RECORDS FOR THE TASK
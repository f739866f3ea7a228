//! ApiClient against an in-process mock of the playback service.

mod common;

use std::time::Duration;

use common::mock_backend::{self, FLAKY_SPEAKER};
use sonosbox_proto::{ApiClient, ApiError, BrowsePath, FileListing, PlayMode, TransportAction};

fn client(base_url: &str) -> ApiClient {
    ApiClient::new(base_url, Duration::from_secs(2)).expect("client should initialize")
}

#[tokio::test]
async fn lists_root_and_subdirectories() {
    let backend = mock_backend::spawn().await;
    let api = client(&backend.base_url);

    let root = api.list_files(&BrowsePath::new("")).await.unwrap();
    let listing = FileListing::new(BrowsePath::root(), root);
    assert_eq!(listing.entries, vec!["Zappa.mp3", "ambient.flac", "rock/"]);

    let rock = api.list_files(&BrowsePath::new("/rock/")).await.unwrap();
    assert_eq!(rock.len(), 2);
}

#[tokio::test]
async fn listing_paths_are_percent_encoded() {
    let backend = mock_backend::spawn().await;
    let api = client(&backend.base_url);

    let names = api.list_files(&BrowsePath::new("/My Music/")).await.unwrap();
    assert_eq!(names, vec!["track.ogg"]);
}

#[tokio::test]
async fn missing_directory_is_a_status_error() {
    let backend = mock_backend::spawn().await;
    let api = client(&backend.base_url);

    let err = api.list_files(&BrowsePath::new("/nope/")).await.unwrap_err();
    assert_eq!(err.status(), Some(404));
    assert!(!err.is_transport());
}

#[tokio::test]
async fn success_other_than_200_is_a_status_error() {
    let backend = mock_backend::spawn().await;
    let api = client(&backend.base_url);

    let err = api.list_files(&BrowsePath::new("/pending/")).await.unwrap_err();
    assert_eq!(err.status(), Some(202));
}

#[tokio::test]
async fn malformed_body_is_a_decode_error() {
    let backend = mock_backend::spawn().await;
    let api = client(&backend.base_url);

    let err = api.list_files(&BrowsePath::new("/broken/")).await.unwrap_err();
    assert!(matches!(err, ApiError::Decode { .. }), "got {err:?}");
}

#[tokio::test]
async fn speaker_status_filters_by_address() {
    let backend = mock_backend::spawn().await;
    let api = client(&backend.base_url);

    let all = api.list_speakers().await.unwrap();
    assert_eq!(all.len(), 2);

    let one = api.speaker_status("10.0.0.2").await.unwrap();
    assert_eq!(one.len(), 1);
    assert_eq!(one[0].track_name, "Artist - Song");
    assert_eq!(one[0].progress_percent(), 25.0);

    // An empty selection asks for every speaker.
    let unselected = api.speaker_status("").await.unwrap();
    assert_eq!(unselected.len(), 2);

    let err = api.speaker_status(FLAKY_SPEAKER).await.unwrap_err();
    assert_eq!(err.status(), Some(503));
}

#[tokio::test]
async fn control_calls_reach_the_service() {
    let backend = mock_backend::spawn().await;
    let api = client(&backend.base_url);

    api.control(PlayMode::Play, "10.0.0.2", "/music/my song.mp3")
        .await
        .unwrap();
    api.control(PlayMode::Next, "10.0.0.3", "music/b.mp3")
        .await
        .unwrap();
    api.playback("10.0.0.2", TransportAction::Pause).await.unwrap();
    api.playback("10.0.0.2", TransportAction::VolumeUp)
        .await
        .unwrap();
    api.playback("10.0.0.2", TransportAction::QueueClear)
        .await
        .unwrap();

    assert_eq!(
        backend.calls(),
        vec![
            "play 10.0.0.2 music/my song.mp3",
            "next 10.0.0.3 music/b.mp3",
            "playback 10.0.0.2 pause",
            "playback 10.0.0.2 v-inc",
            "playback 10.0.0.2 queue-clear",
        ]
    );
}

#[tokio::test]
async fn unreachable_service_is_a_transport_error() {
    let api = client(&mock_backend::dead_url().await);

    let err = api.list_speakers().await.unwrap_err();
    assert!(err.is_transport(), "got {err:?}");
}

EXERCISE BRIEF
Copy every entry exactly, leaving nothing out.

SOLVED PROBLEM
repository f739866f3ea7a228
//! ApiClient against an in-process mock of the playback service.

mod common;

use std::time::Duration;

use common::mock_backend::{self, FLAKY_SPEAKER};
use sonosbox_proto::{ApiClient, ApiError, BrowsePath, FileListing, PlayMode, TransportAction};

fn client(base_url: &str) -> ApiClient {
    ApiClient::new(base_url, Duration::from_secs(2)).expect("client should initialize")
}

#[tokio::test]
async fn lists_root_and_subdirectories() {
    let backend = mock_backend::spawn().await;
    let api = client(&backend.base_url);

    let root = api.list_files(&BrowsePath::new("")).await.unwrap();
    let listing = FileListing::new(BrowsePath::root(), root);
    assert_eq!(listing.entries, vec!["Zappa.mp3", "ambient.flac", "rock/"]);

    let rock = api.list_files(&BrowsePath::new("/rock/")).await.unwrap();
    assert_eq!(rock.len(), 2);
}

#[tokio::test]
async fn listing_paths_are_percent_encoded() {
    let backend = mock_backend::spawn().await;
    let api = client(&backend.base_url);

    let names = api.list_files(&BrowsePath::new("/My Music/")).await.unwrap();
    assert_eq!(names, vec!["track.ogg"]);
}

#[tokio::test]
async fn missing_directory_is_a_status_error() {
    let backend = mock_backend::spawn().await;
    let api = client(&backend.base_url);

    let err = api.list_files(&BrowsePath::new("/nope/")).await.unwrap_err();
    assert_eq!(err.status(), Some(404));
    assert!(!err.is_transport());
}

#[tokio::test]
async fn success_other_than_200_is_a_status_error() {
    let backend = mock_backend::spawn().await;
    let api = client(&backend.base_url);

    let err = api.list_files(&BrowsePath::new("/pending/")).await.unwrap_err();
    assert_eq!(err.status(), Some(202));
}

#[tokio::test]
async fn malformed_body_is_a_decode_error() {
    let backend = mock_backend::spawn().await;
    let api = client(&backend.base_url);

    let err = api.list_files(&BrowsePath::new("/broken/")).await.unwrap_err();
    assert!(matches!(err, ApiError::Decode { .. }), "got {err:?}");
}

#[tokio::test]
async fn speaker_status_filters_by_address() {
    let backend = mock_backend::spawn().await;
    let api = client(&backend.base_url);

    let all = api.list_speakers().await.unwrap();
    assert_eq!(all.len(), 2);

    let one = api.speaker_status("10.0.0.2").await.unwrap();
    assert_eq!(one.len(), 1);
    assert_eq!(one[0].track_name, "Artist - Song");
    assert_eq!(one[0].progress_percent(), 25.0);

    // An empty selection asks for every speaker.
    let unselected = api.speaker_status("").await.unwrap();
    assert_eq!(unselected.len(), 2);

    let err = api.speaker_status(FLAKY_SPEAKER).await.unwrap_err();
    assert_eq!(err.status(), Some(503));
}

#[tokio::test]
async fn control_calls_reach_the_service() {
    let backend = mock_backend::spawn().await;
    let api = client(&backend.base_url);

    api.control(PlayMode::Play, "10.0.0.2", "/music/my song.mp3")
        .await
        .unwrap();
    api.control(PlayMode::Next, "10.0.0.3", "music/b.mp3")
        .await
        .unwrap();
    api.playback("10.0.0.2", TransportAction::Pause).await.unwrap();
    api.playback("10.0.0.2", TransportAction::VolumeUp)
        .await
        .unwrap();
    api.playback("10.0.0.2", TransportAction::QueueClear)
        .await
        .unwrap();

    assert_eq!(
        backend.calls(),
        vec![
            "play 10.0.0.2 music/my song.mp3",
            "next 10.0.0.3 music/b.mp3",
            "playback 10.0.0.2 pause",
            "playback 10.0.0.2 v-inc",
            "playback 10.0.0.2 queue-clear",
        ]
    );
}

#[tokio::test]
async fn unreachable_service_is_a_transport_error() {
    let api = client(&mock_backend::dead_url().await);

    let err = api.list_speakers().await.unwrap_err();
    assert!(err.is_transport(), "got {err:?}");
}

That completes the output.